免疫學方法（ELISA法）檢測細胞凋亡

細胞凋亡事件發生時，會出現蛋白質和核酸分子結構的改變，形成新的表位。利用免疫學方法對這些表位進行鑒定，有助于判斷樣本中細胞凋亡事件的發生。

細胞凋亡的發生，是由于內源性核酸內切酶的激活，這種鈣和鎂依賴性核酸酶容易進入的核小體間區解開雙鏈DNA，產生單/低聚核小體片段，而核小體本身由于DNA與組蛋白H1、H2A、H2B、H3和H4形成緊密復合物而不被核酸內切酶裂解。采用雙抗體夾心酶免疫法，應用小鼠抗DNA和抗組蛋白的單克隆抗體，與核小體片段形成夾心結構，可特異性檢測細胞溶解物中的單/低聚核小體，從而判斷細胞是否發生凋亡。

[材料與試劑]

(1)生物素標記的小鼠抗-組蛋白單克隆抗體；

(2)過氧化物酶(-POD)標記的小鼠抗DNA單克隆抗體；

(3)鏈霉親合素包被的微孔板；

(4)DNA-組蛋白復合物，作為陽性對照；

(5)ABTS底物；

(6)溶解緩沖液；

(7)溫育緩沖液；

(8)底物緩沖液；

(9)培養細胞或離體細胞的裂解物(細胞裂解步驟：收集細胞，離心后，用200μl溶細胞緩沖液重新懸浮，室溫下作用30min)；

(10)培養細胞的上清液；

(11)血漿(血清)；

(12)分光光度計

[操作步驟]

(1)取樣品離心后(1000r/min，10min)，吸取20μl上清液，加入鏈霉親合素包被的培養板孔中；

(2)另加入80μl免疫反應試劑：含抗-DNA-POD、抗組蛋白-生物素及溫育緩沖液(按1:1:18混合)，室溫下孵育2h(置搖床上，250r/min)；

(3)棄上清，用300μl溫育緩沖液洗滌3次，小心移去洗滌液；

(4)加入100μl底物緩沖液，室溫下孵育至顏色變化至適合(置平板搖床上)； [結果判斷]

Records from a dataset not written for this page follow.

// Copyright (c) 2024 <Wei Li>.
//
// This source code is licensed under the GNU license found in the
// LICENSE file in the root directory of this source tree.

//! The frontend boundary: traits a caller implements to feed a program into
//! the solver.
//!
//! Constructing this IR from source (parsing, building a class hierarchy,
//! computing subtyping) is out of scope here (spec §6, §12): the engine only
//! consumes it. `tests/support` implements these traits over a small
//! in-memory program for the seed scenarios.

use std::fmt;
use std::hash::Hash;
use std::rc::Rc;

pub mod json;

/// A local variable slot within one method body, including the (optional)
/// receiver/parameter slots and the method's formal result.
pub type Local = u32;

/// A nominal type: a class, interface, array, or primitive.
pub trait Type: Clone + Eq + Hash + fmt::Debug + fmt::Display {
    /// Fully qualified name, stable across the run; used as dump/compare key
    /// material and as the `HashMap`/interning key for constant objects.
    fn qualified_name(&self) -> &str;

    fn is_array(&self) -> bool;

    /// The element type of an array type; `None` for non-arrays.
    fn array_element_type(&self) -> Option<Self>;

    fn is_primitive(&self) -> bool;
}

/// An immutable handle to a field declaration.
pub trait JField: Clone + Eq + Hash + fmt::Debug {
    type Ty: Type;

    fn name(&self) -> &str;
    fn declaring_class(&self) -> &str;
    fn field_type(&self) -> Self::Ty;
    fn is_static(&self) -> bool;
}

/// A call target signature: declaring class is resolved separately by
/// dispatch, this just carries the invoked subsignature.
pub trait MethodSig: Clone + Eq + Hash + fmt::Debug + fmt::Display {
    fn name(&self) -> &str;
}

/// How a call site invokes its target; drives dispatch in the solver
/// (spec §4.6 "Dispatch").
#[derive(Clone, Copy, Debug, PartialEq, Eq)]
pub enum InvokeKind {
    Static,
    Virtual,
    Special,
    Interface,
    Dynamic,
}

/// One IR statement within a method body, translated into PFG edges and/or
/// deferred obligations at method-reachable time (spec §4.6 "Statement
/// translation").
#[derive(Clone, Debug)]
pub enum Statement<M: JMethod> {
    /// `x = new T`, `x = new T[len]`, or a chained multi-dimensional array
    /// allocation (`dims > 1` means this site also owns `dims - 1` nested
    /// array allocations at the same program point).
    New {
        lhs: Local,
        alloc_type: M::Ty,
        dims: u32,
    },
    /// `x = y`.
    Assign { lhs: Local, rhs: Local },
    /// `x = (T) y`.
    Cast { lhs: Local, rhs: Local, cast_type: M::Ty },
    /// `x = T.f` (static) or `x = y.f` (instance, `base = Some(y)`).
    LoadField {
        lhs: Local,
        base: Option<Local>,
        field: M::Field,
    },
    /// `T.f = x` or `y.f = x`.
    StoreField {
        base: Option<Local>,
        field: M::Field,
        rhs: Local,
    },
    /// `x = y[i]`; the index is not tracked (spec §4.5 zero-sized/index
    /// insensitivity).
    LoadArray { lhs: Local, base: Local },
    /// `y[i] = x`.
    StoreArray { base: Local, rhs: Local },
    /// A call of any `InvokeKind`. `base` is the receiver local for
    /// `Virtual`/`Special`/`Interface`/`Dynamic`, `None` for `Static`.
    /// `static_declaring_class` names the class a `Static` or `Special`
    /// call resolves against directly (dispatch for `Virtual`/`Interface`
    /// instead follows the receiver's runtime type, spec §4.6 "Dispatch").
    Invoke {
        result: Option<Local>,
        kind: InvokeKind,
        base: Option<Local>,
        static_declaring_class: Option<String>,
        signature: M::Sig,
        args: Vec<Local>,
    },
    Return { value: Option<Local> },
}

/// An immutable handle to a method declaration, generic over its own
/// field/signature/type associated kinds so `Statement<M>` can be built
/// without a circular trait dependency.
pub trait JMethod: Clone + Eq + Hash + fmt::Debug {
    type Ty: Type;
    type Field: JField<Ty = Self::Ty>;
    type Sig: MethodSig;

    fn declaring_class(&self) -> &str;
    fn signature(&self) -> Self::Sig;
    fn is_static(&self) -> bool;

    /// Declared parameter types, in order; the receiver (if any) is not
    /// included.
    fn param_types(&self) -> &[Self::Ty];
    fn return_type(&self) -> Self::Ty;

    /// Locals: index 0 is `this` for instance methods, followed by
    /// parameters, followed by the remaining body locals.
    fn num_locals(&self) -> u32;
    fn local_type(&self, local: Local) -> Self::Ty;

    /// `None` for methods without a body (spec §7 "Missing CFG": treated as
    /// an empty body).
    fn statements(&self) -> Option<&[Statement<Self>]>
    where
        Self: Sized;
}

/// Class-hierarchy queries needed for dispatch and field resolution
/// (spec §6 "class hierarchy").
pub trait ClassHierarchy {
    type Method: JMethod;

    /// Whether `sub` is a subtype of (or equal to) `sup`.
    fn is_subtype(&self, sub: &<Self::Method as JMethod>::Ty, sup: &<Self::Method as JMethod>::Ty) -> bool;

    /// Resolves a virtual/interface dispatch: given the runtime type of the
    /// receiver and an invoked subsignature, returns the overriding method,
    /// if any is found (spec §7 "Dispatch failure" when `None`).
    fn resolve_virtual(
        &self,
        receiver_type: &<Self::Method as JMethod>::Ty,
        signature: &<Self::Method as JMethod>::Sig,
    ) -> Option<Self::Method>;

    /// Resolves a static or special (super/constructor/private) call
    /// directly by declaring class and subsignature.
    fn resolve_direct(&self, declaring_class: &str, signature: &<Self::Method as JMethod>::Sig) -> Option<Self::Method>;

    /// Resolves the declaring class that actually stores `field` when
    /// accessed via `accessed_from` (handles inherited static fields, as in
    /// scenario S4).
    fn resolve_field(&self, field: &<Self::Method as JMethod>::Field) -> <Self::Method as JMethod>::Field;
}

/// The whole program: entry points plus whatever the class hierarchy needs
/// to look up methods by name (spec §6 "Entry-method specification").
pub trait IrProgram {
    type Hierarchy: ClassHierarchy;

    fn hierarchy(&self) -> &Self::Hierarchy;

    /// Entry methods: the designated `main(String[])` plus any configured
    /// extension list.
    fn entry_points(&self) -> Vec<<Self::Hierarchy as ClassHierarchy>::Method>;

    /// Whether `class_name` belongs to the application (vs. a library),
    /// consulted when `only-app` is set.
    fn is_application_class(&self, class_name: &str) -> bool;
}

pub type MethodOf<P> = <<P as IrProgram>::Hierarchy as ClassHierarchy>::Method;
pub type TypeOf<P> = <MethodOf<P> as JMethod>::Ty;
pub type FieldOf<P> = <MethodOf<P> as JMethod>::Field;
pub type SigOf<P> = <MethodOf<P> as JMethod>::Sig;

/// An allocation site identity: declaring method plus the statement index
/// of the `New`, shared by the heap model to build `Obj` identities.
#[derive(Clone, Debug, PartialEq, Eq, Hash)]
pub struct AllocSite<M> {
    pub method: Rc<M>,
    pub stmt_index: u32,
}

impl<M: fmt::Debug> fmt::Display for AllocSite<M> {
    fn fmt(&self, f: &mut fmt::Formatter<'_>) -> fmt::Result {
        write!(f, "{:?}@{}", self.method, self.stmt_index)
    }
}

盡快作比色分析(10～20min內)，用底物緩沖液作空白對照，檢測波長405nm，參考波長492nm。 聚集值=樣品的mU(誘導凋亡處理的細胞)/對照的mU(未經誘導凋亡處理的細胞)*100 注：mU=吸收值(10-3 )=雙孔吸收值的平均OD值-底物OD值，若樣品的吸收值超過比色測定范圍，應適當稀釋后再檢測。